= Peter Procter =

British cyclist and rally driver (1930–2024)

Peter Roderick Procter (16 January 1930 – 15 August 2024) was a British cycling champion, rally driver and racing driver.

==Life and career==
Procter was born on 16 January 1930. Shortly after his birth he moved to Harrogate, and then to Alne Hall in the village of Alne, near York. Following the premature death of his parents, he moved back to Bradford, where he took up cycling. Procter competed in all types of cycle racing at home and on the Continent, but excelled in hill climbs, winning the British championship in 1951.

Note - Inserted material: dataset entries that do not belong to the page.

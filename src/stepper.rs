//! Explicit Euler integration with an adaptive or a caller-chosen step.
//!
//! The adaptive search rescales `dt` until the largest displacement of any
//! body in one step lands inside `[min_travel, max_travel]`:
//! - too far: `dt ← dt · max_travel / travel`
//! - too short: `dt ← dt · min_travel / travel`
//!
//! Trials never touch the bodies; only an accepted [`Trial`] is committed.

use tracing::{debug, trace, warn};

use crate::body::Body;
use crate::collision::{self, Merge};
use crate::config::EngineConfig;
use crate::error::{EngineError, Result};
use crate::forces::ForceField;
use crate::vector::Vector2;

/// Proposed state of every body after one Euler step of size `dt`.
#[derive(Clone, Debug, PartialEq)]
pub struct Trial {
    pub dt: f64,
    pub positions: Vec<Vector2>,
    pub velocities: Vec<Vector2>,
    /// Largest `|v'·dt|` over all bodies.
    pub max_travel: f64,
}

impl Trial {
    /// Semi-implicit Euler: `v' = v + a·dt`, then `p' = p + v'·dt`.
    pub fn euler(bodies: &[Body], accels: &[Vector2], dt: f64) -> Self {
        let n = bodies.len();
        let mut positions = Vec::with_capacity(n);
        let mut velocities = Vec::with_capacity(n);
        let mut max_travel = 0.0_f64;

        for (body, a) in bodies.iter().zip(accels) {
            let dv = *a * dt;
            let v = dv + body.velocity();
            let step = v * dt;
            let p = body.pos() + step;

            // measured on the step itself; |p' - p| loses sub-ulp moves far from the origin
            let travel = step.mag();
            if travel > max_travel || travel.is_nan() {
                max_travel = travel;
            }

            velocities.push(v);
            positions.push(p);
        }

        Self {
            dt,
            positions,
            velocities,
            max_travel,
        }
    }

    /// Writes the proposed positions and velocities back to `bodies`.
    pub fn commit(&self, bodies: &mut [Body]) {
        for ((body, p), v) in bodies.iter_mut().zip(&self.positions).zip(&self.velocities) {
            body.set_pos(*p);
            body.set_velocity(*v);
        }
    }
}

/// Drives both integration policies over a body list.
#[derive(Clone, Copy, Debug)]
pub struct StepController {
    /// Gravity used to derive accelerations.
    pub field: ForceField,
    /// Smallest accepted per-step displacement of the fastest body.
    pub min_travel: f64,
    /// Largest accepted per-step displacement of the fastest body.
    pub max_travel: f64,
    /// Rescale attempts before [`adapt`](Self::adapt) gives up.
    pub max_iterations: u32,
}

impl Default for StepController {
    fn default() -> Self {
        Self::from_config(&EngineConfig::default())
    }
}

impl StepController {
    /// Controller using the gravity and travel band of `config`.
    pub fn from_config(config: &EngineConfig) -> Self {
        Self {
            field: ForceField::new(config.gravitational_constant),
            min_travel: config.min_travel,
            max_travel: config.max_travel,
            max_iterations: config.max_iterations,
        }
    }

    /// Searches for a step size, starting from `dt`, whose largest
    /// displacement lies inside the travel band.
    ///
    /// An empty body list yields an empty trial at the unchanged `dt`.
    pub fn adapt(&self, bodies: &[Body], mut dt: f64) -> Result<Trial> {
        if bodies.is_empty() {
            return Ok(Trial::euler(bodies, &[], dt));
        }

        // forces depend on positions only, not on dt
        let accels = self.field.accelerations(bodies)?;

        for iteration in 1..=self.max_iterations {
            let trial = Trial::euler(bodies, &accels, dt);
            let travel = trial.max_travel;

            if !travel.is_finite() || travel == 0.0 {
                warn!(dt, travel, "step size cannot be rescaled");
                return Err(EngineError::StepConvergence {
                    iterations: iteration,
                    dt,
                    max_travel: travel,
                });
            }

            if travel > self.max_travel {
                dt = dt * self.max_travel / travel;
                debug!(iteration, travel, dt, "shrinking step");
            } else if travel < self.min_travel {
                dt = dt * self.min_travel / travel;
                debug!(iteration, travel, dt, "growing step");
            } else {
                trace!(iteration, travel, dt, "step accepted");
                return Ok(trial);
            }
        }

        let last = Trial::euler(bodies, &accels, dt);
        warn!(
            iterations = self.max_iterations,
            dt,
            travel = last.max_travel,
            "step size search exhausted"
        );
        Err(EngineError::StepConvergence {
            iterations: self.max_iterations,
            dt,
            max_travel: last.max_travel,
        })
    }

    /// Advances `bodies` by exactly `dt`.
    ///
    /// Every pair is first tested for overlap: overlapping bodies merge and
    /// contribute no force, all other pairs accumulate gravity. The summed
    /// forces are then applied with one Euler update. On error `bodies` may be
    /// partially merged, so callers should work on a copy.
    pub fn step_by(&self, bodies: &mut Vec<Body>, dt: f64) -> Result<Vec<Merge>> {
        if !(dt.is_finite() && dt > 0.0) {
            return Err(EngineError::InvalidStep(dt));
        }

        let mut forces = vec![Vector2::zero(); bodies.len()];
        let mut merges = Vec::new();

        let mut i = 0;
        while i + 1 < bodies.len() {
            let mut j = i + 1;
            while j < bodies.len() {
                if collision::overlaps(&bodies[i], &bodies[j]) {
                    let m = collision::merge(bodies, i, j);
                    forces.swap_remove(m.removed);
                    if m.removed == i {
                        // slot i now holds another body; scan its pairs from the start
                        j = i + 1;
                    }
                    // otherwise slot j holds the moved body and is examined next
                    merges.push(m);
                    continue;
                }

                let f = self.field.pair_force(&bodies[i], &bodies[j])?;
                forces[i] += f;
                forces[j] += -f;
                j += 1;
            }
            i += 1;
        }

        for (body, f) in bodies.iter_mut().zip(forces) {
            let a = f / body.mass();
            let v = body.velocity() + a * dt;
            body.set_velocity(v);
            body.set_pos(body.pos() + v * dt);
        }

        trace!(dt, bodies = bodies.len(), merges = merges.len(), "fixed step applied");
        Ok(merges)
    }
}
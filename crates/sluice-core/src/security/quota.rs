//! Upload-session storage quota tracking.

use crate::IngestError;
use crate::Result;

/// Allocated and used bytes for one upload session.
#[derive(Debug, Clone, Copy, PartialEq, Eq, Default)]
pub struct QuotaLimit {
    /// Total bytes the session may occupy.
    pub allocated: u64,
    /// Bytes already in use before (and during) the session.
    pub used: u64,
}

impl QuotaLimit {
    /// Creates a quota with the given allocation and usage.
    #[must_use]
    pub const fn new(allocated: u64, used: u64) -> Self {
        Self { allocated, used }
    }

    /// Bytes still available. Never underflows.
    #[must_use]
    pub const fn remaining(&self) -> u64 {
        self.allocated.saturating_sub(self.used)
    }
}

/// Tracks quota consumption while files are accepted one at a time.
///
/// Sessions are processed sequentially, so the tracker is plain mutable
/// state owned by a single pipeline run.
#[derive(Debug, Default)]
pub struct QuotaTracker {
    limit: Option<QuotaLimit>,
    enforced: bool,
}

impl QuotaTracker {
    /// Creates a tracker. Without a limit, or with `enforced == false`, every
    /// reservation is accepted and nothing is counted.
    #[must_use]
    pub fn new(limit: Option<QuotaLimit>, enforced: bool) -> Self {
        Self { limit, enforced }
    }

    /// Creates a tracker that accepts everything.
    #[must_use]
    pub fn unlimited() -> Self {
        Self::default()
    }

    /// Returns `true` if reservations can be rejected.
    #[must_use]
    pub fn is_enforced(&self) -> bool {
        self.enforced && self.limit.is_some()
    }

    /// Checks whether `size` bytes would fit, without consuming them.
    ///
    /// # Errors
    ///
    /// Returns `IngestError::QuotaExceeded` carrying the size and the
    /// remaining quota.
    pub fn check(&self, size: u64) -> Result<()> {
        match self.limit {
            Some(limit) if self.enforced => {
                let fits = limit
                    .used
                    .checked_add(size)
                    .is_some_and(|total| total <= limit.allocated);
                if fits {
                    Ok(())
                } else {
                    Err(IngestError::QuotaExceeded {
                        size,
                        remaining: limit.remaining(),
                    })
                }
            }
            _ => Ok(()),
        }
    }

    /// Reserves `size` bytes.
    ///
    /// A rejected reservation leaves the counters untouched; an accepted one
    /// is never rolled back.
    ///
    /// # Errors
    ///
    /// Returns `IngestError::QuotaExceeded` if the file does not fit.
    pub fn reserve(&mut self, size: u64) -> Result<()> {
        self.check(size)?;
        if self.enforced
            && let Some(limit) = self.limit.as_mut()
        {
            limit.used += size;
        }
        Ok(())
    }

    /// Current quota state, if any.
    #[must_use]
    pub fn limit(&self) -> Option<QuotaLimit> {
        self.limit
    }

    /// Bytes still available, or `None` when quotas are not enforced.
    #[must_use]
    pub fn remaining(&self) -> Option<u64> {
        self.limit
            .filter(|_| self.enforced)
            .map(|limit| limit.remaining())
    }
}
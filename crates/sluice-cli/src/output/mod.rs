//! Rendering of command results.
//!
//! `--json` selects a single machine-readable document on stdout;
//! otherwise results are printed for a terminal, honouring `--verbose`
//! and `--quiet`.

mod formatter;
mod human;
mod json;

pub use formatter::OutputFormatter;

use human::HumanFormatter;
use json::JsonFormatter;

/// Picks the formatter for the global output flags.
pub fn create_formatter(json: bool, verbose: bool, quiet: bool) -> Box<dyn OutputFormatter> {
    if json {
        return Box::new(JsonFormatter);
    }
    Box::new(HumanFormatter::new(verbose, quiet))
}
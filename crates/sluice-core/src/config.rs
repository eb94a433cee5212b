//! Ingestion settings.
//!
//! The pipeline never reads process-wide state: everything it needs is asked
//! of a [`ConfigProvider`] handed to it at construction. [`IngestConfig`] is
//! the plain-struct implementation used by the CLI and most tests.

use std::collections::HashMap;
use std::path::Path;
use std::path::PathBuf;

use crate::IngestError;
use crate::Result;
use crate::checksum::ChecksumAlgorithm;

/// Default cap on the number of files expanded from one zip upload.
pub const DEFAULT_ZIP_UPLOAD_FILES_LIMIT: usize = 1000;

/// Name of the directory under `files_directory` that holds temp files.
pub const TEMP_DIR_NAME: &str = "temp";

/// Read-only configuration consumed by the pipeline.
pub trait ConfigProvider {
    /// Maximum upload size for the given storage driver, `None` when
    /// unlimited.
    fn max_upload_size(&self, store: Option<&str>) -> Option<u64>;

    /// Whether per-session storage quotas are enforced.
    fn storage_quotas_enforced(&self) -> bool;

    /// Fixity algorithm applied when the session does not override it.
    fn fixity_algorithm(&self) -> ChecksumAlgorithm;

    /// Maximum number of files expanded from one zip, 0 for unlimited.
    fn zip_upload_files_limit(&self) -> usize;

    /// Base directory for temp files; uploads are staged in its `temp`
    /// subdirectory.
    fn files_directory(&self) -> &Path;

    /// Shapefile grouping rules.
    fn shapefile_rules(&self) -> ShapefileRules {
        ShapefileRules::default()
    }

    /// Directory the pipeline stages uploads in.
    fn temp_directory(&self) -> PathBuf {
        self.files_directory().join(TEMP_DIR_NAME)
    }
}

impl<T: ConfigProvider + ?Sized> ConfigProvider for &T {
    fn max_upload_size(&self, store: Option<&str>) -> Option<u64> {
        (**self).max_upload_size(store)
    }

    fn storage_quotas_enforced(&self) -> bool {
        (**self).storage_quotas_enforced()
    }

    fn fixity_algorithm(&self) -> ChecksumAlgorithm {
        (**self).fixity_algorithm()
    }

    fn zip_upload_files_limit(&self) -> usize {
        (**self).zip_upload_files_limit()
    }

    fn files_directory(&self) -> &Path {
        (**self).files_directory()
    }

    fn shapefile_rules(&self) -> ShapefileRules {
        (**self).shapefile_rules()
    }
}

/// Which companion files make a shapefile bundle complete.
#[derive(Debug, Clone, Copy, PartialEq, Eq)]
pub struct ShapefileRules {
    /// Require `.prj` in addition to `.shp`, `.shx` and `.dbf`.
    pub require_prj: bool,
}

impl Default for ShapefileRules {
    fn default() -> Self {
        Self { require_prj: true }
    }
}

/// Plain configuration struct.
///
/// # Examples
///
/// ```
/// use sluice_core::IngestConfig;
/// use sluice_core::checksum::ChecksumAlgorithm;
///
/// let config = IngestConfig::new("/srv/uploads")
///     .with_max_upload_size(Some(10 * 1024 * 1024))
///     .with_store_upload_limit("s3", 2 * 1024 * 1024 * 1024)
///     .with_fixity_algorithm(ChecksumAlgorithm::Sha256)
///     .with_zip_upload_files_limit(500);
///
/// assert!(config.validate().is_ok());
/// ```
#[derive(Debug, Clone)]
pub struct IngestConfig {
    /// Base directory; temp files go into its `temp` subdirectory.
    pub files_directory: PathBuf,

    /// Size limit applied to stores without an override. `None` = unlimited.
    pub max_upload_size: Option<u64>,

    /// Per-store size limits, keyed by storage driver id.
    pub store_upload_limits: HashMap<String, u64>,

    /// Enforce per-session storage quotas.
    pub storage_quotas_enforced: bool,

    /// Default fixity algorithm.
    pub fixity_algorithm: ChecksumAlgorithm,

    /// Zip file-count limit, 0 = unlimited.
    pub zip_upload_files_limit: usize,

    /// Shapefile grouping rules.
    pub shapefile_rules: ShapefileRules,
}

impl Default for IngestConfig {
    /// Defaults:
    /// - `files_directory`: `<system temp>/sluice`
    /// - `max_upload_size`: unlimited
    /// - `storage_quotas_enforced`: false
    /// - `fixity_algorithm`: MD5
    /// - `zip_upload_files_limit`: 1000
    /// - `shapefile_rules`: `.prj` required
    fn default() -> Self {
        Self {
            files_directory: std::env::temp_dir().join("sluice"),
            max_upload_size: None,
            store_upload_limits: HashMap::new(),
            storage_quotas_enforced: false,
            fixity_algorithm: ChecksumAlgorithm::default(),
            zip_upload_files_limit: DEFAULT_ZIP_UPLOAD_FILES_LIMIT,
            shapefile_rules: ShapefileRules::default(),
        }
    }
}

impl IngestConfig {
    /// Creates a configuration rooted at `files_directory` with default
    /// limits.
    #[must_use]
    pub fn new(files_directory: impl Into<PathBuf>) -> Self {
        Self {
            files_directory: files_directory.into(),
            ..Default::default()
        }
    }

    /// Sets the default upload size limit.
    #[must_use]
    pub fn with_max_upload_size(mut self, limit: Option<u64>) -> Self {
        self.max_upload_size = limit;
        self
    }

    /// Sets the size limit for one storage driver.
    #[must_use]
    pub fn with_store_upload_limit(mut self, store: impl Into<String>, limit: u64) -> Self {
        self.store_upload_limits.insert(store.into(), limit);
        self
    }

    /// Turns quota enforcement on or off.
    #[must_use]
    pub fn with_storage_quotas_enforced(mut self, enforced: bool) -> Self {
        self.storage_quotas_enforced = enforced;
        self
    }

    /// Sets the default fixity algorithm.
    #[must_use]
    pub fn with_fixity_algorithm(mut self, algorithm: ChecksumAlgorithm) -> Self {
        self.fixity_algorithm = algorithm;
        self
    }

    /// Sets the zip file-count limit (0 = unlimited).
    #[must_use]
    pub fn with_zip_upload_files_limit(mut self, limit: usize) -> Self {
        self.zip_upload_files_limit = limit;
        self
    }

    /// Sets the shapefile grouping rules.
    #[must_use]
    pub fn with_shapefile_rules(mut self, rules: ShapefileRules) -> Self {
        self.shapefile_rules = rules;
        self
    }

    /// Checks that the configuration is usable.
    ///
    /// # Errors
    ///
    /// Returns `IngestError::InvalidConfig` if the files directory is empty.
    pub fn validate(&self) -> Result<()> {
        if self.files_directory.as_os_str().is_empty() {
            return Err(IngestError::InvalidConfig {
                reason: "files directory must not be empty".to_string(),
            });
        }
        Ok(())
    }
}

impl ConfigProvider for IngestConfig {
    fn max_upload_size(&self, store: Option<&str>) -> Option<u64> {
        store
            .and_then(|id| self.store_upload_limits.get(id).copied())
            .or(self.max_upload_size)
    }

    fn storage_quotas_enforced(&self) -> bool {
        self.storage_quotas_enforced
    }

    fn fixity_algorithm(&self) -> ChecksumAlgorithm {
        self.fixity_algorithm
    }

    fn zip_upload_files_limit(&self) -> usize {
        self.zip_upload_files_limit
    }

    fn files_directory(&self) -> &Path {
        &self.files_directory
    }

    fn shapefile_rules(&self) -> ShapefileRules {
        self.shapefile_rules
    }
}
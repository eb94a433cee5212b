//! Error conversion utilities for CLI.
//!
//! Converts sluice-core's typed errors (thiserror) into user-friendly
//! contextual errors (anyhow) with actionable guidance.

use anyhow::anyhow;
use sluice_core::IngestError;
use sluice_core::units::format_size;
use std::path::Path;

/// Converts `IngestError` to user-friendly anyhow error with context
pub fn convert_ingest_error(err: IngestError, upload: &Path) -> anyhow::Error {
    match err {
        IngestError::SizeLimitExceeded { .. } => {
            anyhow!(
                "Upload '{}' rejected: {err}\n\
                 HINT: Use --max-size to raise the limit, or --store to target a store with a higher one.",
                upload.display()
            )
        }
        IngestError::QuotaExceeded { remaining, .. } => {
            anyhow!(
                "Upload '{}' rejected: {err}\n\
                 HINT: The session has {} left. Pass a larger --quota or free up space in the dataset.",
                upload.display(),
                format_size(remaining)
            )
        }
        IngestError::StagingIo { ref path, .. } => {
            let dir = path.display().to_string();
            anyhow::Error::from(err).context(format!(
                "Could not stage '{}' under '{dir}'\n\
                 HINT: Check that the directory exists and is writable (mkdir -p {dir}).",
                upload.display()
            ))
        }
        IngestError::TooManyArchiveEntries { .. } => {
            anyhow!(
                "Upload '{}' rejected: {err}\n\
                 HINT: Use --zip-limit to allow more files, or 0 to remove the limit.",
                upload.display()
            )
        }
        IngestError::PathTraversal { path } => {
            anyhow!(
                "Security violation: Archive '{}' attempted path traversal with '{}'\n\
                 HINT: This archive may be malicious. Do not ingest from untrusted sources.",
                upload.display(),
                path.display()
            )
        }
        IngestError::InvalidConfig { reason } => {
            anyhow!(
                "Invalid configuration: {reason}\n\
                 HINT: Set --files-dir or files_directory in the config file."
            )
        }
        IngestError::Io(io_err) => {
            anyhow!(
                "I/O error while processing '{}': {}",
                upload.display(),
                io_err
            )
        }
        _ => anyhow::Error::from(err)
            .context(format!("Error processing upload '{}'", upload.display())),
    }
}

/// Adds upload context to a core result
pub fn add_upload_context<T>(result: Result<T, IngestError>, upload: &Path) -> anyhow::Result<T> {
    result.map_err(|e| convert_ingest_error(e, upload))
}

#[cfg(test)]
mod tests {
    use super::*;
    use std::io;
    use std::path::PathBuf;

    #[test]
    fn test_convert_size_limit_error() {
        let err = IngestError::SizeLimitExceeded {
            size: 462,
            limit: 50,
        };
        let converted = convert_ingest_error(err, Path::new("big.txt"));
        let msg = format!("{converted:?}");
        assert!(msg.contains("This file size (462 B) exceeds the size limit of 50 B."));
        assert!(msg.contains("big.txt"));
        assert!(msg.contains("--max-size"));
    }

    #[test]
    fn test_convert_quota_error() {
        let err = IngestError::QuotaExceeded {
            size: 56 * 1024,
            remaining: 500,
        };
        let converted = convert_ingest_error(err, Path::new("data.bin"));
        let msg = format!("{converted:?}");
        assert!(msg.contains("remaining storage quota of 500 B"));
        assert!(msg.contains("HINT"));
    }

    #[test]
    fn test_convert_staging_error_keeps_cause() {
        let err = IngestError::StagingIo {
            path: PathBuf::from("/srv/files/temp"),
            source: io::Error::new(io::ErrorKind::NotFound, "no such directory"),
        };
        let converted = convert_ingest_error(err, Path::new("a.txt"));
        let msg = format!("{converted:?}");
        assert!(msg.contains("/srv/files/temp"));
        assert!(msg.contains("Failed to save the upload as a temp file"));
        assert!(msg.contains("no such directory"));
    }

    #[test]
    fn test_convert_io_error() {
        let io_err = io::Error::new(io::ErrorKind::NotFound, "file not found");
        let converted = convert_ingest_error(IngestError::Io(io_err), Path::new("upload.zip"));
        assert!(format!("{converted:?}").contains("I/O error"));
    }
}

After becoming disillusioned with UK cycling, and after the British Olympic Committee failed to select both him and other top cyclists of the time to represent Great Britain in the Olympics, Procter dropped out of professional cycling to concentrate on his building company in Bradford. He was soon involved in rallying. He competed in events including the RAC Rally, Tulip Rally, Coupe des Alpes (Alpine Rally), Tour de France Automobile and Monte Carlo Rally. Procter also competed in the Le Mans 24 Heures race several times, and raced in many Grands Prix, his highest position second in the Berlin Grand Prix.

Procter's racing career ended in 1966 when he was hit from behind in a saloon car race at Goodwood. After several somersaults, the car burst into flames and Procter was left with third degree burns to 65 per cent of his skin. After many months of treatment and operations, he left hospital and returned home to Yorkshire, where he lived with his wife and family.

Procter returned to driving a few times, including racing his original Sunbeam Tiger at the Le Mans Historic in 2002, and remained involved in motorsport, as a member of the British Racing Drivers Club at Silverstone.

Procter died on 15 August 2024, at the age of 94.